Pero, ¿nos planteamos si más bien es que esas demandas provienen de entornos exigentes y desadaptativos? Cuando un niño no aprueba (exámenes imposibles y tediosos para su edad en un sistema educativo prusiano sin sentido), no atiende (durante un tiempo prolongado que supera sus recursos atencionales como niño) no se está quieto (cuando se le exige quedarse sentado con 6 años durante 1 hora sin moverse, cual tortura inquisidora), es agresivo (esto es, no inhibe una emoción natural y sana que está aprendiendo a regular como parte de su desarrollo), juega demasiado (en un entorno exigente que no le permite aprender ni expresarse a través del juego, medio natural para los niños), no obedece órdenes y se salta normas (muchas de ellas arbitrarias, ridículas y sin sentido), no regula sus impulsos más animales (como ser humano en desarrollo sin corteza prefrontal madura, la que permite dicha regulación), tiene miedo (y lo expresa sin que nadie en su entorno sepa qué hacer con ese miedo, natural y adaptativo en un ser humano tan pequeño e indefenso), se hace pis o caca (de nuevo, como niño en desarrollo que dejará de hacerlo tarde o temprano…) ¿Es un niño realmente enfermo? ¿O podríamos pensar que no es en ellos en quién reside la patología?
Muchos niños no cumplen las expectativas de sus padres o del entorno escolar. Esperan de ellos más de lo que pueden dar, y al no darlo, se señala como un problema de adaptación. Pero tal vez deberíamos diagnosticar las exigencias como los verdaderos trastornos. La obligación de dejar de ser seres humanos es lo que realmente genera sufrimiento; y no la conducta humana no controlada. Es el “salirse del tiesto” lo que repercute en castigo social, y por lo tanto, comienza a ser algo angustioso que genera malestar. Pero si el entorno es laxo, o al menos algo laxo, este comportamiento se dará, no generará sufrimiento y con el tiempo, se conseguirá regular.
Es el adulto ciego, insensible y antipático con las necesidades del niño quien debería revisar sus exigencias. Y el entorno que valida dicho comportamiento, que refuerza el castigo a la conducta natural y que impide que el ser humano se desarrolle en armonía con sus propias necesidades.
La psicopatología siempre requiere vivencia subjetiva de sufrimiento excepto en un tipo de diagnóstico; hay un grupo de problemas, que solemos clasificar como “antisociales” que no suelen generar sufrimiento propio.

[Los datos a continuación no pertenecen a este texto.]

use scraper::{ElementRef, Html, Selector};
use url::Url;

use super::parser::CandidateItem;
use crate::util::{clean_text, MAX_DESCRIPTION_CHARS};

/// Maximum number of candidates taken from one page.
pub const MAX_HTML_ITEMS: usize = 20;

const BLOCK_SELECTOR: &str = "article, .post, .entry";
const HEADING_SELECTOR: &str = "h1, h2, h3, h4";
const LINK_SELECTOR: &str = "a[href]";
const PARAGRAPH_SELECTOR: &str = "p";

/// Extract post candidates from a blog index page.
///
/// Every `article`, `.post` or `.entry` block yields one candidate from its
/// first heading and first link. Blocks nested inside another matched block
/// are ignored. Returns the candidates (at most [`MAX_HTML_ITEMS`]) and the
/// number of blocks that had neither a title nor a link.
pub fn extract_html_items(html: &str, base_url: Option<&Url>) -> (Vec<CandidateItem>, usize) {
    let (Ok(blocks), Ok(headings), Ok(links), Ok(paragraphs)) = (
        Selector::parse(BLOCK_SELECTOR),
        Selector::parse(HEADING_SELECTOR),
        Selector::parse(LINK_SELECTOR),
        Selector::parse(PARAGRAPH_SELECTOR),
    ) else {
        return (Vec::new(), 0);
    };

    let document = Html::parse_document(html);
    let mut items: Vec<CandidateItem> = Vec::new();
    let mut skipped = 0;

    for block in document.select(&blocks) {
        if items.len() >= MAX_HTML_ITEMS {
            break;
        }
        if has_matching_ancestor(block, &blocks) {
            continue;
        }

        let heading = block.select(&headings).next();
        let title = heading
            .map(|h| clean_text(&h.text().collect::<String>(), MAX_DESCRIPTION_CHARS))
            .unwrap_or_default();

        // Prefer the link inside the heading; fall back to the block's first link
        let href = heading
            .and_then(|h| h.select(&links).next())
            .or_else(|| block.select(&links).next())
            .and_then(|a| a.value().attr("href"))
            .map(str::trim)
            .filter(|h| !h.is_empty() && !h.starts_with('#'));
        let link = href.map(|h| resolve_link(h, base_url));

        if title.is_empty() && link.is_none() {
            skipped += 1;
            continue;
        }
        if link.is_some() && items.iter().any(|i| i.link == link) {
            continue;
        }

        let description = block
            .select(&paragraphs)
            .map(|p| clean_text(&p.text().collect::<String>(), MAX_DESCRIPTION_CHARS))
            .find(|text| !text.is_empty());

        items.push(CandidateItem {
            title,
            link,
            description,
            ..CandidateItem::default()
        });
    }

    (items, skipped)
}

fn has_matching_ancestor(element: ElementRef<'_>, selector: &Selector) -> bool {
    element
        .ancestors()
        .filter_map(ElementRef::wrap)
        .any(|ancestor| selector.matches(&ancestor))
}

/// Resolve `href` against `base`. Absolute URLs are normalized through the
/// URL parser; anything unresolvable is returned as-is.
pub(crate) fn resolve_link(href: &str, base: Option<&Url>) -> String {
    // Protocol-relative
    if let Some(rest) = href.strip_prefix("//") {
        let scheme = base.map(Url::scheme).unwrap_or("https");
        if let Ok(parsed) = Url::parse(&format!("{scheme}://{rest}")) {
            return parsed.to_string();
        }
    }

    match (Url::parse(href), base) {
        (Ok(url), _) => url.to_string(),
        (Err(url::ParseError::RelativeUrlWithoutBase), Some(base)) => base
            .join(href)
            .map(|u| u.to_string())
            .unwrap_or_else(|_| href.to_owned()),
        _ => href.to_owned(),
    }
}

Pero sí en el otro. ¿No será esta hiperexigencia con la infancia una versión de este problema? Pienso en colegios, en aulas con profesores malhumorados, enfadados porque niños de 8 años no cumplen esas normas, deberes y demás exigencias que tienen las aulas de este ¿siglo XXI? Pienso en esos adultos sintiéndose retados por niños pequeños, que aunque parezcan personas adultas, evidentemente aún no lo son. ¿Quién tiene el problema? ¿Quién está siendo “disfuncional” cuando mira a un niño pequeño gritando o moviéndose y le llama trastornado?

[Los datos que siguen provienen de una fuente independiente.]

use sqlx::QueryBuilder;

use super::schema::Database;
use super::types::{DatabaseError, NewSource, Source, SourceRow};

const SOURCE_COLUMNS: &str = "id, name, url, source_type, description, is_active, last_updated, \
     update_interval, metadata, consecutive_failures, last_error";

impl Database {
    // ========================================================================
    // Source Administration
    // ========================================================================

    /// Threshold for consecutive failures before a source is skipped
    pub const CIRCUIT_BREAKER_THRESHOLD: i64 = 5;

    /// Insert a new source and return its id.
    ///
    /// Fails with `DatabaseError::Validation` if the record breaks a field
    /// invariant, or `DatabaseError::Other` if the name is already taken.
    pub async fn add_source(&self, source: &NewSource) -> Result<i64, DatabaseError> {
        let metadata = source.validate()?.to_json()?;
        let now = chrono::Utc::now().timestamp();

        let (id,): (i64,) = sqlx::query_as(
            r#"
            INSERT INTO sources (name, url, source_type, description, update_interval, metadata, created_at)
            VALUES (?, ?, ?, ?, ?, ?, ?)
            RETURNING id
        "#,
        )
        .bind(source.name.trim())
        .bind(source.url.trim())
        .bind(source.source_type.as_str())
        .bind(&source.description)
        .bind(source.update_interval)
        .bind(&metadata)
        .bind(now)
        .fetch_one(&self.pool)
        .await?;

        Ok(id)
    }

    /// Sync the configured seed list, matching existing sources by name.
    ///
    /// Existing rows keep their fetch history (last_updated, failure count)
    /// and their active flag, so a deactivated source stays deactivated.
    /// `url` and `update_interval` are only overwritten when the config value
    /// differs from the one last synced; otherwise admin edits are kept.
    /// Batched in chunks of 100.
    pub async fn sync_sources(&self, sources: &[NewSource]) -> Result<(), DatabaseError> {
        if sources.is_empty() {
            return Ok(());
        }

        let mut rows = Vec::with_capacity(sources.len());
        for source in sources {
            let metadata = source.validate()?.to_json()?;
            rows.push((source, metadata));
        }

        const BATCH_SIZE: usize = 100;
        let now = chrono::Utc::now().timestamp();
        let mut tx = self.pool.begin().await?;

        for chunk in rows.chunks(BATCH_SIZE) {
            let mut builder: QueryBuilder<sqlx::Sqlite> = QueryBuilder::new(
                "INSERT INTO sources (name, url, source_type, description, update_interval, metadata, \
                 seed_url, seed_interval, created_at) ",
            );

            builder.push_values(chunk, |mut b, (source, metadata)| {
                b.push_bind(source.name.trim())
                    .push_bind(source.url.trim())
                    .push_bind(source.source_type.as_str())
                    .push_bind(&source.description)
                    .push_bind(source.update_interval)
                    .push_bind(metadata)
                    .push_bind(source.url.trim())
                    .push_bind(source.update_interval)
                    .push_bind(now);
            });

            // Right-hand sides see the row as it was before the update
            builder.push(
                " ON CONFLICT(name) DO UPDATE SET \
                 url = CASE WHEN excluded.seed_url IS sources.seed_url \
                     THEN sources.url ELSE excluded.url END, \
                 update_interval = CASE WHEN excluded.seed_interval IS sources.seed_interval \
                     THEN sources.update_interval ELSE excluded.update_interval END, \
                 seed_url = excluded.seed_url, seed_interval = excluded.seed_interval, \
                 source_type = excluded.source_type, description = excluded.description, \
                 metadata = excluded.metadata",
            );

            builder.build().execute(&mut *tx).await?;
        }

        tx.commit().await?;
        Ok(())
    }

    /// All sources, active or not, ordered by name.
    pub async fn list_sources(&self) -> Result<Vec<Source>, DatabaseError> {
        let rows: Vec<SourceRow> =
            sqlx::query_as(&format!("SELECT {SOURCE_COLUMNS} FROM sources ORDER BY name"))
                .fetch_all(&self.pool)
                .await?;

        rows.into_iter().map(SourceRow::into_source).collect()
    }

    /// Active sources, ordered by id.
    pub async fn active_sources(&self) -> Result<Vec<Source>, DatabaseError> {
        let rows: Vec<SourceRow> = sqlx::query_as(&format!(
            "SELECT {SOURCE_COLUMNS} FROM sources WHERE is_active = 1 ORDER BY id"
        ))
        .fetch_all(&self.pool)
        .await?;

        rows.into_iter().map(SourceRow::into_source).collect()
    }

    pub async fn find_source_by_name(&self, name: &str) -> Result<Option<Source>, DatabaseError> {
        let row: Option<SourceRow> =
            sqlx::query_as(&format!("SELECT {SOURCE_COLUMNS} FROM sources WHERE name = ?"))
                .bind(name)
                .fetch_optional(&self.pool)
                .await?;

        row.map(SourceRow::into_source).transpose()
    }

    /// Soft-deactivate a source. Returns false if no source has that name.
    pub async fn deactivate_source(&self, name: &str) -> Result<bool, DatabaseError> {
        let result = sqlx::query("UPDATE sources SET is_active = 0 WHERE name = ?")
            .bind(name)
            .execute(&self.pool)
            .await?;
        Ok(result.rows_affected() > 0)
    }

    /// Set last_updated for a source that finished a run.
    pub async fn set_source_last_updated(
        &self,
        source_id: i64,
        timestamp: i64,
    ) -> Result<(), DatabaseError> {
        sqlx::query("UPDATE sources SET last_updated = ? WHERE id = ?")
            .bind(timestamp)
            .bind(source_id)
            .execute(&self.pool)
            .await?;
        Ok(())
    }

    // ========================================================================
    // Circuit Breaker Operations
    // ========================================================================

    /// Increment the consecutive failure count and record the error text.
    ///
    /// Returns the new failure count. When it reaches
    /// [`Self::CIRCUIT_BREAKER_THRESHOLD`], scheduled runs skip the source
    /// until [`Self::reset_source_failures`] is called.
    pub async fn increment_source_failures(
        &self,
        source_id: i64,
        error: &str,
    ) -> Result<i64, DatabaseError> {
        let result: (i64,) = sqlx::query_as(
            "UPDATE sources SET consecutive_failures = consecutive_failures + 1, last_error = ?
             WHERE id = ? RETURNING consecutive_failures",
        )
        .bind(error)
        .bind(source_id)
        .fetch_one(&self.pool)
        .await?;
        Ok(result.0)
    }

    /// Clear the circuit breaker state for a source.
    pub async fn reset_source_failures(&self, source_id: i64) -> Result<(), DatabaseError> {
        sqlx::query("UPDATE sources SET consecutive_failures = 0, last_error = NULL WHERE id = ?")
            .bind(source_id)
            .execute(&self.pool)
            .await?;
        Ok(())
    }
}

#[cfg(test)]
mod tests {
    use crate::storage::{Database, DatabaseError, NewSource, SourceMetadata, SourceType};
    use pretty_assertions::assert_eq;

    async fn test_db() -> Database {
        Database::open(":memory:").await.unwrap()
    }

    fn test_source(id: i64) -> NewSource {
        NewSource::new(
            format!("Source {}", id),
            format!("https://feed{}.example.com/rss", id),
            SourceType::Blog,
        )
    }

    #[tokio::test]
    async fn test_add_source_and_list() {
        let db = test_db().await;
        let id = db.add_source(&test_source(1)).await.unwrap();

        let sources = db.list_sources().await.unwrap();
        assert_eq!(sources.len(), 1);
        assert_eq!(sources[0].id, id);
        assert_eq!(sources[0].name, "Source 1");
        assert!(sources[0].is_active);
        assert_eq!(sources[0].last_updated, None);
        assert_eq!(sources[0].update_interval, 3600);
        assert_eq!(
            sources[0].metadata,
            SourceMetadata::default_for(SourceType::Blog)
        );
    }

    #[tokio::test]
    async fn test_add_source_duplicate_name_fails() {
        let db = test_db().await;
        db.add_source(&test_source(1)).await.unwrap();
        assert!(db.add_source(&test_source(1)).await.is_err());
    }

    #[tokio::test]
    async fn test_add_source_rejects_invalid_interval() {
        let db = test_db().await;
        let mut source = test_source(1);
        source.update_interval = -5;
        assert!(matches!(
            db.add_source(&source).await,
            Err(DatabaseError::Validation(_))
        ));
    }

    #[tokio::test]
    async fn test_sync_sources_applies_config_changes() {
        let db = test_db().await;
        db.sync_sources(&[test_source(1), test_source(2)]).await.unwrap();

        let id = db.find_source_by_name("Source 1").await.unwrap().unwrap().id;
        db.set_source_last_updated(id, 1_700_000_000).await.unwrap();

        let mut updated = test_source(1);
        updated.url = "https://moved.example.com/rss".into();
        updated.update_interval = 7200;
        db.sync_sources(&[updated]).await.unwrap();

        let source = db.find_source_by_name("Source 1").await.unwrap().unwrap();
        assert_eq!(source.id, id);
        assert_eq!(source.url, "https://moved.example.com/rss");
        assert_eq!(source.update_interval, 7200);
        assert_eq!(source.last_updated, Some(1_700_000_000));
        assert_eq!(db.list_sources().await.unwrap().len(), 2);
    }

    #[tokio::test]
    async fn test_deactivation_survives_resync() {
        let db = test_db().await;
        let seed = [test_source(1), test_source(2)];
        db.sync_sources(&seed).await.unwrap();

        assert!(db.deactivate_source("Source 1").await.unwrap());
        db.sync_sources(&seed).await.unwrap();

        let active: Vec<String> = db
            .active_sources()
            .await
            .unwrap()
            .into_iter()
            .map(|s| s.name)
            .collect();
        assert_eq!(active, vec!["Source 2".to_string()]);

        // Even when the config entry itself changes
        let mut edited = test_source(1);
        edited.update_interval = 900;
        db.sync_sources(&[edited]).await.unwrap();
        let source = db.find_source_by_name("Source 1").await.unwrap().unwrap();
        assert!(!source.is_active);
        assert_eq!(source.update_interval, 900);
    }

    #[tokio::test]
    async fn test_admin_edits_kept_while_config_unchanged() {
        let db = test_db().await;
        let seed = [test_source(1)];
        db.sync_sources(&seed).await.unwrap();

        sqlx::query(
            "UPDATE sources SET url = 'https://mirror.example.com/rss', update_interval = 600 \
             WHERE name = 'Source 1'",
        )
        .execute(&db.pool)
        .await
        .unwrap();

        db.sync_sources(&seed).await.unwrap();
        let source = db.find_source_by_name("Source 1").await.unwrap().unwrap();
        assert_eq!(source.url, "https://mirror.example.com/rss");
        assert_eq!(source.update_interval, 600);

        // A changed config value wins over the edit
        let mut changed = test_source(1);
        changed.url = "https://new.example.com/rss".into();
        db.sync_sources(&[changed]).await.unwrap();
        let source = db.find_source_by_name("Source 1").await.unwrap().unwrap();
        assert_eq!(source.url, "https://new.example.com/rss");
        assert_eq!(source.update_interval, 600);
    }

    #[tokio::test]
    async fn test_sync_adopts_source_added_from_cli() {
        let db = test_db().await;
        let mut added = test_source(1);
        added.update_interval = 600;
        db.add_source(&added).await.unwrap();

        // No seed recorded yet, so the config values apply
        db.sync_sources(&[test_source(1)]).await.unwrap();
        let source = db.find_source_by_name("Source 1").await.unwrap().unwrap();
        assert_eq!(source.update_interval, 3600);
    }

    #[tokio::test]
    async fn test_sync_sources_batch_chunking() {
        let db = test_db().await;
        let sources: Vec<NewSource> = (0..250).map(test_source).collect();
        db.sync_sources(&sources).await.unwrap();
        assert_eq!(db.list_sources().await.unwrap().len(), 250);
    }

    #[tokio::test]
    async fn test_deactivate_hides_from_active() {
        let db = test_db().await;
        db.add_source(&test_source(1)).await.unwrap();
        db.add_source(&test_source(2)).await.unwrap();

        assert!(db.deactivate_source("Source 2").await.unwrap());
        assert!(!db.deactivate_source("Missing").await.unwrap());

        let active = db.active_sources().await.unwrap();
        assert_eq!(active.len(), 1);
        assert_eq!(active[0].name, "Source 1");
        assert_eq!(db.list_sources().await.unwrap().len(), 2);
    }

    #[tokio::test]
    async fn test_circuit_breaker_counts_and_resets() {
        let db = test_db().await;
        let id = db.add_source(&test_source(1)).await.unwrap();

        assert_eq!(db.increment_source_failures(id, "timeout").await.unwrap(), 1);
        assert_eq!(db.increment_source_failures(id, "HTTP 503").await.unwrap(), 2);

        let source = db.find_source_by_name("Source 1").await.unwrap().unwrap();
        assert_eq!(source.consecutive_failures, 2);
        assert_eq!(source.last_error.as_deref(), Some("HTTP 503"));

        db.reset_source_failures(id).await.unwrap();
        let source = db.find_source_by_name("Source 1").await.unwrap().unwrap();
        assert_eq!(source.consecutive_failures, 0);
        assert_eq!(source.last_error, None);
    }
}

La psicología, y con ella el estudio de la psicopatología es un campo aún en desarrollo. Como los niños, aún somos ciencia joven y por madurar. Sabemos que el diagnóstico y etiquetaje, y máxime en salud mental, es algo tan variable como la época y entorno en el que uno vive. Es por ello que reflexionar y generar crítica con los sistemas diagnósticos debería seguir siendo una necesidad tan imperiosa como su propia creación.